Tuesday, March 31, 2009

Is Eric Whitacre a neo-impressionist?

Impressionism

Is Eric Whitacre a neo-impressionist?

To begin answering these questions, I believe we need a clear definition of impressionism and neo-impressionism. Thus I have quoted applicable excerpts from an authoritative musical reference, Grove Music. Grove’s describes impressionism first with its origins in art and then applies those philosophies to music:
“A philosophical, aesthetic and polemical term borrowed from late 19th-century French painting. It was first used to mock Monet’s Impression, Sunrise, painted in 1873 and shown in the first of eight Impressionist exhibitions (1874–86), and later to categorize the work of such artists as Manet, Degas, Pissaro, Sisley, Renoir, Cézanne and Regnault. ‘Impressionist’ also describes aspects of Turner, Whistler, the English Pre-Raphaelites and certain American painters, as well as the literary style of Poe and the Goncourt brothers, and the free verse and fluidity of reality in symbolist poetry…
In music the association between Impressionism and innovation was more short-lived and more narrowly restricted to Debussy and those whose music resembled or was influenced by him. These composers’ attempt to explore the fleeting moment and the mystery of life led them to seek musical equivalents for water, fountains, fog, clouds and the night, and to substitute sequences of major 2nds, unresolved chords and other sound-colours for precise designs, solid, clear forms, and logical developments. To convey a sense of the intangible flux of time, they used extended tremolos and other kinds of ostinatos as well as a variety of rhythmic densities.
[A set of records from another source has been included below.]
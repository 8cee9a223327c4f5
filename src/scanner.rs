// WHY: Stateless search and classification over char slices shared by every transform
// A TextBuffer is scanned through as_chars(); plain strings go through chars_of()

/// Half-open `[start, end)` range of a word run
#[derive(Debug, Clone, Copy, PartialEq, Eq)]
pub struct WordSpan {
    pub start: usize,
    pub end: usize,
}

impl WordSpan {
    pub fn len(&self) -> usize {
        self.end - self.start
    }

    pub fn is_empty(&self) -> bool {
        self.start == self.end
    }

    pub fn slice<'a>(&self, chars: &'a [char]) -> &'a [char] {
        &chars[self.start..self.end]
    }

    pub fn text(&self, chars: &[char]) -> String {
        self.slice(chars).iter().collect()
    }
}

/// What a search looks for
pub enum Pattern<'a> {
    Char(char),
    Substring(&'a str),
    Predicate(&'a dyn Fn(char) -> bool),
}

/// Per-character comparison mode
#[derive(Debug, Clone, Copy, Default, PartialEq, Eq)]
pub enum Comparison {
    #[default]
    Ordinal,
    IgnoreCase,
}

impl Comparison {
    pub fn chars_equal(self, a: char, b: char) -> bool {
        match self {
            Comparison::Ordinal => a == b,
            Comparison::IgnoreCase => a == b || fold(a) == fold(b),
        }
    }
}

/// Single-char lowercase mapping; expansions compare by their first char
fn fold(ch: char) -> char {
    ch.to_lowercase().next().unwrap_or(ch)
}

pub fn chars_of(s: &str) -> Vec<char> {
    s.chars().collect()
}

/// First match at or after `start` (clamped to the haystack length)
pub fn index_of(
    haystack: &[char],
    pattern: &Pattern<'_>,
    start: usize,
    comparison: Comparison,
) -> Option<usize> {
    let start = start.min(haystack.len());
    match pattern {
        Pattern::Char(target) => haystack[start..]
            .iter()
            .position(|&ch| comparison.chars_equal(ch, *target))
            .map(|offset| offset + start),
        Pattern::Predicate(predicate) => haystack[start..]
            .iter()
            .position(|&ch| predicate(ch))
            .map(|offset| offset + start),
        Pattern::Substring(needle) => {
            let needle = chars_of(needle);
            if needle.is_empty() {
                return Some(start);
            }
            if needle.len() > haystack.len() {
                return None;
            }
            (start..=haystack.len() - needle.len())
                .find(|&at| slice_matches(haystack, &needle, at, comparison))
        }
    }
}

/// Last match lying entirely at or before `start`
///
/// `None` searches the whole haystack; an index past the end is clamped.
pub fn last_index_of(
    haystack: &[char],
    pattern: &Pattern<'_>,
    start: Option<usize>,
    comparison: Comparison,
) -> Option<usize> {
    let end = start.map_or(haystack.len(), |s| s.saturating_add(1).min(haystack.len()));
    match pattern {
        Pattern::Char(target) => haystack[..end]
            .iter()
            .rposition(|&ch| comparison.chars_equal(ch, *target)),
        Pattern::Predicate(predicate) => haystack[..end].iter().rposition(|&ch| predicate(ch)),
        Pattern::Substring(needle) => {
            let needle = chars_of(needle);
            if needle.is_empty() {
                return Some(start.map_or(haystack.len(), |s| s.min(haystack.len())));
            }
            if needle.len() > end {
                return None;
            }
            (0..=end - needle.len())
                .rev()
                .find(|&at| slice_matches(haystack, &needle, at, comparison))
        }
    }
}

/// True iff `s` occurs starting exactly at `index`
pub fn matches_at(haystack: &[char], s: &str, index: usize, comparison: Comparison) -> bool {
    let count = s.chars().count();
    match index.checked_add(count) {
        Some(end) if end <= haystack.len() => haystack[index..end]
            .iter()
            .zip(s.chars())
            .all(|(&h, n)| comparison.chars_equal(h, n)),
        _ => false,
    }
}

/// True iff `s` occurs ending at (and including) `index`
pub fn matches_ending_at(haystack: &[char], s: &str, index: usize, comparison: Comparison) -> bool {
    let count = s.chars().count();
    match index.checked_add(1).and_then(|end| end.checked_sub(count)) {
        Some(start) => matches_at(haystack, s, start, comparison),
        None => false,
    }
}

fn slice_matches(haystack: &[char], needle: &[char], at: usize, comparison: Comparison) -> bool {
    haystack[at..at + needle.len()]
        .iter()
        .zip(needle)
        .all(|(&h, &n)| comparison.chars_equal(h, n))
}

/// First maximal run of letters
pub fn find_first_word(chars: &[char]) -> Option<WordSpan> {
    let start = chars.iter().position(|ch| ch.is_alphabetic())?;
    let end = chars[start..]
        .iter()
        .position(|ch| !ch.is_alphabetic())
        .map_or(chars.len(), |offset| start + offset);
    Some(WordSpan { start, end })
}

/// Last maximal run of letters
pub fn find_last_word(chars: &[char]) -> Option<WordSpan> {
    let end = chars.iter().rposition(|ch| ch.is_alphabetic())? + 1;
    let start = chars[..end]
        .iter()
        .rposition(|ch| !ch.is_alphabetic())
        .map_or(0, |pos| pos + 1);
    Some(WordSpan { start, end })
}

pub fn is_apostrophe(ch: char) -> bool {
    matches!(ch, '\'' | '\u{2019}')
}

fn digit_follows(chars: &[char], index: usize) -> bool {
    chars.get(index + 1).is_some_and(|ch| ch.is_ascii_digit())
}

/// Letter, digit, apostrophe, or a decimal point with a digit right after it
pub fn is_word_char(chars: &[char], index: usize) -> bool {
    match chars.get(index) {
        Some(&ch) if ch.is_alphanumeric() || is_apostrophe(ch) => true,
        Some('.') => digit_follows(chars, index),
        _ => false,
    }
}

/// `!`, `?`, `:`, or a period that is not a decimal point
pub fn is_sentence_terminator(chars: &[char], index: usize) -> bool {
    match chars.get(index) {
        Some('!' | '?' | ':') => true,
        Some('.') => !digit_follows(chars, index),
        _ => false,
    }
}

/// Iterator over maximal word-character runs
pub struct WordSpans<'a> {
    chars: &'a [char],
    pos: usize,
}

impl Iterator for WordSpans<'_> {
    type Item = WordSpan;

    fn next(&mut self) -> Option<WordSpan> {
        while self.pos < self.chars.len() && !is_word_char(self.chars, self.pos) {
            self.pos += 1;
        }
        if self.pos >= self.chars.len() {
            return None;
        }
        let start = self.pos;
        while self.pos < self.chars.len() && is_word_char(self.chars, self.pos) {
            self.pos += 1;
        }
        Some(WordSpan {
            start,
            end: self.pos,
        })
    }
}

pub fn word_spans(chars: &[char]) -> WordSpans<'_> {
    WordSpans { chars, pos: 0 }
}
But, like the painters who stressed not new realities but new perceptions of it, Debussy explained that this music’s ‘unexpected charm’ came not so much from the chords or timbres themselves – already found in the vocabularies of composers such as Field, Chopin, Liszt, Grieg, Franck, Balakirev, Borodin and Wagner – but from their ‘mise en place’, ‘the rigorous choice of what precedes and what follows’. For Debussy form was the result of a succession of colours and rhythms ‘de couleurs et de temps rythmés’ or, as Dukas put it, ‘a series of sensations rather than the deductions of a musical thought’. This concept in turn demanded new approaches to performance. In interpreting Ravel’s Jeux d’eau, the pianist Ricardo Viñes used the pedals liberally when playing fast-moving passages in the high registers ‘to bring out the hazy impression of vibrations in the air’.
Yet to describe Debussy’s aesthetic as Impressionist is not entirely accurate, for his notion of musical line was as neo-Impressionist as it was Impressionist, and his musical innovations owed much to his predecessors. Like the Impressionist painters, who responded to Haussmann’s transformation of Paris and sought to disguise the banality of its forms, Debussy gave the musical line a decorative function. Eschewing conventional melodies, he fragmented themes into short motives and used repetitive figurations resembling those of Liszt and in Russia, The Five. Quickly moving passages wherein overall direction and texture are more audible than individual notes and rhythms give the effect of quasi-improvisation. At other moments in his and other Impressionist music, two kinds of line interact. As in Monet’s and Renoir’s paintings where sketchlike images of people vibrating with the rhythms of nature are juxtaposed with the straight lines of Haussmann’s gardens and avenues or industrial railroads and bridges, sinuous arabesques in this music, liberated from their dependence on functional harmony and sometimes incorporating medieval, whole-tone or pentatonic scales, give a sense of timelessness, of a hypnotic turning in place, while clearly etched tunes focus the listener’s attention. Here, however, the resemblance to Impressionist painting breaks down. While the straight lines of Impressionist painting came from modern life, Debussy’s melodies were often derived from folksongs, as in music by The Five. Reflecting the return of traditional values more characteristic of neo-Impressionist art, they are simple and hark back to earlier times or pastoral settings, often with a nationalist subtext. This is also the case in music imitating or incorporating Spanish popular song (such as that of Ravel, Albéniz, and Falla), or the Celtic traditions of Brittany or western Ireland. The strongly melodic character of Ravel’s music likewise places him outside the purely Impressionist style.”[1]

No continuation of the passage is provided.